▶ Work task: Which lines of the data contain the string "warnings"? Copy every one of them.

Records from a collection
***

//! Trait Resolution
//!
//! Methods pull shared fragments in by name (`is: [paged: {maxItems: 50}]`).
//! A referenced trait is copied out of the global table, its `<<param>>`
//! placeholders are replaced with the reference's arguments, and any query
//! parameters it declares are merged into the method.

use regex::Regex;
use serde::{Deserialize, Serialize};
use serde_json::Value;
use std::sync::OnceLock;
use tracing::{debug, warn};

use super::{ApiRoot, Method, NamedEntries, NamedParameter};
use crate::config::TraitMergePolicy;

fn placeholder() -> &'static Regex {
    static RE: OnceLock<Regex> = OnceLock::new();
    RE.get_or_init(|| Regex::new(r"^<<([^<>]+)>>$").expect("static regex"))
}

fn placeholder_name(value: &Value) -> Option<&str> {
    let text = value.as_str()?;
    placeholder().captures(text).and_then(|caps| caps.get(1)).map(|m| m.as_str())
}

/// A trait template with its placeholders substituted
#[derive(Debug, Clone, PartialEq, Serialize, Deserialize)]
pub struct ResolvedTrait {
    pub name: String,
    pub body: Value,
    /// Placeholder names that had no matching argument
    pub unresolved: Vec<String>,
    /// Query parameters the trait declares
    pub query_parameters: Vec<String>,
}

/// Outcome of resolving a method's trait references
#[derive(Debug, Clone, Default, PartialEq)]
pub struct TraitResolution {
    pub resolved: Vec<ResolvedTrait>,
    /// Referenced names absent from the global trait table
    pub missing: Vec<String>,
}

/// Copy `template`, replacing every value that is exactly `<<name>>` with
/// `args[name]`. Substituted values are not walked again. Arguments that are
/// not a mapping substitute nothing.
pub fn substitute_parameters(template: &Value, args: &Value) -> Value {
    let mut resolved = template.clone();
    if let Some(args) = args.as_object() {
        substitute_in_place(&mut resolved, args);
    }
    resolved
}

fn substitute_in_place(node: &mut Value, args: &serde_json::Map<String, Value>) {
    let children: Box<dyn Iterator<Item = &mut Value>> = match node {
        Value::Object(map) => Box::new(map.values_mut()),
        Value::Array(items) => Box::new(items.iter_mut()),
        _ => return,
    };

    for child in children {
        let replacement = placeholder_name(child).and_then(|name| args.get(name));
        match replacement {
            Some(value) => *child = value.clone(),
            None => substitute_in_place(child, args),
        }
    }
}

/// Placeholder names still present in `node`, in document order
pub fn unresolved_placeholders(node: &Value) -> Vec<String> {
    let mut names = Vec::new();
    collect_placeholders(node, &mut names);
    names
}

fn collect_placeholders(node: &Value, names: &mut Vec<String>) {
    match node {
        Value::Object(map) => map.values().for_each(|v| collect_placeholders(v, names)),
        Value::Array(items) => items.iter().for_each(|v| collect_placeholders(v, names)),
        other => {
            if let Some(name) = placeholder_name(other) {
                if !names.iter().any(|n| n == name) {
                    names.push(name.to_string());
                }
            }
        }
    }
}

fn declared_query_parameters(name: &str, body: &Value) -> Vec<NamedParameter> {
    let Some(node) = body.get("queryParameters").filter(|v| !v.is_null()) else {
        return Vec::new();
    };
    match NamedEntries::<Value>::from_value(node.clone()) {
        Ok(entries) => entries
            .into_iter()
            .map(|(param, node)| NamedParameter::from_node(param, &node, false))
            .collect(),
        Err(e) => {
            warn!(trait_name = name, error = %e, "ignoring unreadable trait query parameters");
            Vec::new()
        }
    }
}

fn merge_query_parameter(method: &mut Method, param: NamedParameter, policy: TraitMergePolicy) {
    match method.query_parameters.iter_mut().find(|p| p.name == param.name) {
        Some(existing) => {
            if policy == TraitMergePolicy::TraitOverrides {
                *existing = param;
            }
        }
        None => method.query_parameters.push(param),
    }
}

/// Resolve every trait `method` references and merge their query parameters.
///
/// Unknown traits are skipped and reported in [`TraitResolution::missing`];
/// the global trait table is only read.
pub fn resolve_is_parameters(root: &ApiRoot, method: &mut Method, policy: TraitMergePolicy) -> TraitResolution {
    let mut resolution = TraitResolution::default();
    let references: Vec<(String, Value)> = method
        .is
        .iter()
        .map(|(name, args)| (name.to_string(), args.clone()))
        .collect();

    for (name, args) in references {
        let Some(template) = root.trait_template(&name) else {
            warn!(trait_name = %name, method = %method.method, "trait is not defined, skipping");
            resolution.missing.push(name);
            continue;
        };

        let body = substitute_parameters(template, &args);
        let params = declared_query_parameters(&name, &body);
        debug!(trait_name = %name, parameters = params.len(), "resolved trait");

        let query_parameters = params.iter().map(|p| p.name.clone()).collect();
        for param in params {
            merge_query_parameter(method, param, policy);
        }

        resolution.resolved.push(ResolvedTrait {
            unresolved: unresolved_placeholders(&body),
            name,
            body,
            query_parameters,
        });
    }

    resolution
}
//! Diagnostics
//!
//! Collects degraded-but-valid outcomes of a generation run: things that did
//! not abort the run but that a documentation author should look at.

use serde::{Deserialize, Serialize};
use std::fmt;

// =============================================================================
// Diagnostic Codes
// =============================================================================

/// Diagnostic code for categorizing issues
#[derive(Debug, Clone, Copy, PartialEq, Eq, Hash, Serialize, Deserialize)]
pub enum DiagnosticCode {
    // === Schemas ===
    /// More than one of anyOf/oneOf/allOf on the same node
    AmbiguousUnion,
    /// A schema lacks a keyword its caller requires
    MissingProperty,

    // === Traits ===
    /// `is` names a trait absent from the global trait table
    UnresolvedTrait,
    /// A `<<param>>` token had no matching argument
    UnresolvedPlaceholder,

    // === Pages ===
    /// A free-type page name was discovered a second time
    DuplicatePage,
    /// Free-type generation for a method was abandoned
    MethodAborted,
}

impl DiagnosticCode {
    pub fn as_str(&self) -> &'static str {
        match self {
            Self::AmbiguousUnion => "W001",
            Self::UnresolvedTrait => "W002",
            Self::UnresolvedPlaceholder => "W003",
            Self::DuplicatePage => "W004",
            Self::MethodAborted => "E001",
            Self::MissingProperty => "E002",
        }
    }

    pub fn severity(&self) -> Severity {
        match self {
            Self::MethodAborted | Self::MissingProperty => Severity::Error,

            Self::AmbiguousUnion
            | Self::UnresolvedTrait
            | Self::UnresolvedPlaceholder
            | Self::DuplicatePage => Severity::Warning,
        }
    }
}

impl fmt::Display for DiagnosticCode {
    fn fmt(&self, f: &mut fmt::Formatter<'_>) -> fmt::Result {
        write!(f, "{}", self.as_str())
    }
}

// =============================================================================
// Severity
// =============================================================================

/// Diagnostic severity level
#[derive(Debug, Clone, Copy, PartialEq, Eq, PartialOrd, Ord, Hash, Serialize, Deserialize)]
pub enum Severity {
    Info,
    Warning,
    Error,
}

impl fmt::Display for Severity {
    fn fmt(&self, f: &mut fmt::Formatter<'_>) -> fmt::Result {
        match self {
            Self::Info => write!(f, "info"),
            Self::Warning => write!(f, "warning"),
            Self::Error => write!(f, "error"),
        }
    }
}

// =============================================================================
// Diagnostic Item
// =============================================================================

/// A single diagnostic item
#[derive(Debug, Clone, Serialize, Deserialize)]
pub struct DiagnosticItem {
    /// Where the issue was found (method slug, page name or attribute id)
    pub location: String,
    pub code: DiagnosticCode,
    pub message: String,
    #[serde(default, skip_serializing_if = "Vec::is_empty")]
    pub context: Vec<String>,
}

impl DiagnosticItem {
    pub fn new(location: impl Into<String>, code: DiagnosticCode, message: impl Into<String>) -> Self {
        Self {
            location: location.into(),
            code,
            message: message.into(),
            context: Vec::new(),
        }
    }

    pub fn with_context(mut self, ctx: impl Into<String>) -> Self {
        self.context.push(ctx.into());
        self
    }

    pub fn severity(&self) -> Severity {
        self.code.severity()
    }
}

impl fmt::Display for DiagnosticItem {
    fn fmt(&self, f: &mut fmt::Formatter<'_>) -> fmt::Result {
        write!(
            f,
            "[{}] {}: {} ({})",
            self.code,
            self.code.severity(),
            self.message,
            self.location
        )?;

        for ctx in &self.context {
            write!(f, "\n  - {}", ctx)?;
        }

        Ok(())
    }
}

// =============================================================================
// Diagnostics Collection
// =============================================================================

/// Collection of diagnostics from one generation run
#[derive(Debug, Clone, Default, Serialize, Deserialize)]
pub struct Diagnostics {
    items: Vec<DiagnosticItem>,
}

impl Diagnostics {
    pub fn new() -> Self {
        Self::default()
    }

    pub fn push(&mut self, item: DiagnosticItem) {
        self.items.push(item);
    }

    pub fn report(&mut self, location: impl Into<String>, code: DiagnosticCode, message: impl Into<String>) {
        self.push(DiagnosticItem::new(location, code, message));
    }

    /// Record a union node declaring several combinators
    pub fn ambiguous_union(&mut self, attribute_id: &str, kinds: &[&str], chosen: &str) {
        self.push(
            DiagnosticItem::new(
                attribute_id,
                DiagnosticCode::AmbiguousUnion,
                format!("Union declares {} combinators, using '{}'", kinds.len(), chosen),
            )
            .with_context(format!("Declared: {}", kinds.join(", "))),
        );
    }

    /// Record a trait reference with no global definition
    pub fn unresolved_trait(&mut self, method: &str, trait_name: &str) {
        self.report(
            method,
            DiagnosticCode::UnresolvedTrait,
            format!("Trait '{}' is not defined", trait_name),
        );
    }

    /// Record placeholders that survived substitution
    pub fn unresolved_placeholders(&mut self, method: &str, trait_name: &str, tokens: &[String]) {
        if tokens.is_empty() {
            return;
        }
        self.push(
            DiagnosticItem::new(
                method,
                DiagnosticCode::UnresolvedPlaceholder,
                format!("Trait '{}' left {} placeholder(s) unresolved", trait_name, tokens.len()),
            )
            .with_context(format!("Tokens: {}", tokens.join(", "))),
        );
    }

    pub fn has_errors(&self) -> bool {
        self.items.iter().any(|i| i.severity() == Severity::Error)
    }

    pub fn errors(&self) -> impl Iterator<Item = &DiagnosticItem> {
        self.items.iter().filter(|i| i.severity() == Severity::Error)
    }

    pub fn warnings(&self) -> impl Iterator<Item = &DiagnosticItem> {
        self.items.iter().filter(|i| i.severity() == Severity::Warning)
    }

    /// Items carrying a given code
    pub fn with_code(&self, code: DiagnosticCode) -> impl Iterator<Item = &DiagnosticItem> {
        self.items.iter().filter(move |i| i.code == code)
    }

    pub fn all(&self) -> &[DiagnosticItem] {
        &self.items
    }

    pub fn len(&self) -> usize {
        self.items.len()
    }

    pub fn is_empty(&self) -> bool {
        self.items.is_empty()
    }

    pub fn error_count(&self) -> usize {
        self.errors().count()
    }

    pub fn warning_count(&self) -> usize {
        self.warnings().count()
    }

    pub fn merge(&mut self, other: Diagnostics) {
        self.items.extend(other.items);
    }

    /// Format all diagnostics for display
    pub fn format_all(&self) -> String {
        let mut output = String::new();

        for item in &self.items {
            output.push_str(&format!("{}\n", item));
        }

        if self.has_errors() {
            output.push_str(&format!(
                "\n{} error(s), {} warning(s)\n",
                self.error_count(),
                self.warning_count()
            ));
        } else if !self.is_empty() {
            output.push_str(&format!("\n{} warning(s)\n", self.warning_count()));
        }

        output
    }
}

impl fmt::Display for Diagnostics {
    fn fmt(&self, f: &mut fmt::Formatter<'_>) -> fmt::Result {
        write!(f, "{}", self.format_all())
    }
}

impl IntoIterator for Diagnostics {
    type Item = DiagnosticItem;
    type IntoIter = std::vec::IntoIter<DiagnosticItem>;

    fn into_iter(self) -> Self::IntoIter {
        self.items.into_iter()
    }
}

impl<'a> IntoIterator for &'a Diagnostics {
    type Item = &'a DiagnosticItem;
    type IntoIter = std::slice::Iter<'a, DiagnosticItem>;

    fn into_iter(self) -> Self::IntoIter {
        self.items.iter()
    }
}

***

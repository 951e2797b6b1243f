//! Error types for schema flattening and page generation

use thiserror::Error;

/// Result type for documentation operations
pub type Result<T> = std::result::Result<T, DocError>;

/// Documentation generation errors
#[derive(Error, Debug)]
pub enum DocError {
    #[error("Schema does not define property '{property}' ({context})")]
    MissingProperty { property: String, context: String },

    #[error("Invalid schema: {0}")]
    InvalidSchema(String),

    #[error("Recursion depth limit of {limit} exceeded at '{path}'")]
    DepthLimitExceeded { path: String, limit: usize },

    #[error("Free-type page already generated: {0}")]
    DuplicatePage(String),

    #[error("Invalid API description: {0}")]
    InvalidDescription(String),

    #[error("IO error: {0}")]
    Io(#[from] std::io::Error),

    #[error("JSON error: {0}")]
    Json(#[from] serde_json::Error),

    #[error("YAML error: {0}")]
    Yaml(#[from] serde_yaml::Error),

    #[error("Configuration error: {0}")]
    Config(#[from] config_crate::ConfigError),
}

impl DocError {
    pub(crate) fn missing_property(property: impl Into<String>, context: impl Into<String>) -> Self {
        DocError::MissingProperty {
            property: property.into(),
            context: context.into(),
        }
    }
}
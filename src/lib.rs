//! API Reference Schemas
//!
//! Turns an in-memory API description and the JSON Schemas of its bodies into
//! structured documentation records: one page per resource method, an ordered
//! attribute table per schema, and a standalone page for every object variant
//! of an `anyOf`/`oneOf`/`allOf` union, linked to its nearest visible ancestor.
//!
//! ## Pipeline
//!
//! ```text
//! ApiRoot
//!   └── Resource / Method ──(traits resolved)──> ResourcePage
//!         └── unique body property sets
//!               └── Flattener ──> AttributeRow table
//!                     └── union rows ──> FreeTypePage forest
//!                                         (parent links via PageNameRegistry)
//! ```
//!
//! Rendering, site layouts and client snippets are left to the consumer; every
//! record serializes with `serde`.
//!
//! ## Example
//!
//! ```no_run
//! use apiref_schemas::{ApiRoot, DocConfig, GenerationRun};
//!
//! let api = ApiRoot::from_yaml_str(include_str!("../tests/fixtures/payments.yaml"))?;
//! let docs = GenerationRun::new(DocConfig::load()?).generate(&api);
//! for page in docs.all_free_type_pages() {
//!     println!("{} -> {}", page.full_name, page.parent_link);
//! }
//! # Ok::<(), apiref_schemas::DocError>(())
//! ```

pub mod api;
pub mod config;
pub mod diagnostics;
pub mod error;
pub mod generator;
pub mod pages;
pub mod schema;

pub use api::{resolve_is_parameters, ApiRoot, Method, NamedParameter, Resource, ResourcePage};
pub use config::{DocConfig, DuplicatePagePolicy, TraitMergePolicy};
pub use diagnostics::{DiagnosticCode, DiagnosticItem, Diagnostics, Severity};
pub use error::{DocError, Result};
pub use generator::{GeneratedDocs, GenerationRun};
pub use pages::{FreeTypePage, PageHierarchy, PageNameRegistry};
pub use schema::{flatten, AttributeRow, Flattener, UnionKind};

***

▶ Solution for this exercise:
    pub fn warnings(&self) -> impl Iterator<Item = &DiagnosticItem> {
        self.warnings().count()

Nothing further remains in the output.